## WORK ITEM
Retype the records exactly.

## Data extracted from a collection
=== Begin Enclosure ===
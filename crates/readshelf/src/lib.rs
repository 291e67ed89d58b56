//! Readshelf: reading-history import pipeline for a personal book tracker.
//!
//! Readshelf parses reading-history exports — the Goodreads CSV export with
//! its loose quoting, or well-formed CSV/JSON history files — stages them
//! for review against the user's existing library, and commits the
//! finalized set to the book-tracking backend.
//!
//! The backend owns persistence and duplicate detection; this crate owns
//! parsing, the working preview with its local edits, and the commit flow.
//!
//! # Example
//!
//! ```no_run
//! use readshelf::{HttpBackend, ImportSession};
//!
//! let backend = HttpBackend::new().expect("backend client");
//! let mut session = ImportSession::new(backend);
//!
//! let csv = "Title,Author,My Rating\nDune,Frank Herbert,5\n";
//! let preview = session.upload(csv).expect("preview");
//! println!("new: {}, duplicates: {}", preview.new_count, preview.duplicate_count);
//!
//! let imported = session.commit().expect("commit");
//! println!("imported {} books", imported);
//! ```

pub mod backend;
pub mod error;
pub mod import;

pub use backend::{
    BookshelfApi, CommitResponse, HttpBackend, IsbnMetadata, MetadataLookup, MockBackend,
    OpenLibraryLookup, PreviewResponse,
};
pub use error::{ReadshelfError, Result};
pub use import::{
    FileFormat, HeaderIndex, HistoryReader, ImportPreview, ImportSession, ImportState,
    ImportedBook, REVIEW_LIMIT, RequestToken, SourceMetadata, infer_format, parse_export,
    split_fields,
};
=== End Enclosure ===
## SOLUTION FOR THIS PROBLEM
filename crates/readshelf/src/lib.rs
repository 291e67ed89d58b56
//! Readshelf: reading-history import pipeline for a personal book tracker.
//!
//! Readshelf parses reading-history exports — the Goodreads CSV export with
//! its loose quoting, or well-formed CSV/JSON history files — stages them
//! for review against the user's existing library, and commits the
//! finalized set to the book-tracking backend.
//!
//! The backend owns persistence and duplicate detection; this crate owns
//! parsing, the working preview with its local edits, and the commit flow.
//!
//! # Example
//!
//! ```no_run
//! use readshelf::{HttpBackend, ImportSession};
//!
//! let backend = HttpBackend::new().expect("backend client");
//! let mut session = ImportSession::new(backend);
//!
//! let csv = "Title,Author,My Rating\nDune,Frank Herbert,5\n";
//! let preview = session.upload(csv).expect("preview");
//! println!("new: {}, duplicates: {}", preview.new_count, preview.duplicate_count);
//!
//! let imported = session.commit().expect("commit");
//! println!("imported {} books", imported);
//! ```

pub mod backend;
pub mod error;
pub mod import;

pub use backend::{
    BookshelfApi, CommitResponse, HttpBackend, IsbnMetadata, MetadataLookup, MockBackend,
    OpenLibraryLookup, PreviewResponse,
};
pub use error::{ReadshelfError, Result};
pub use import::{
    FileFormat, HeaderIndex, HistoryReader, ImportPreview, ImportSession, ImportState,
    ImportedBook, REVIEW_LIMIT, RequestToken, SourceMetadata, infer_format, parse_export,
    split_fields,
};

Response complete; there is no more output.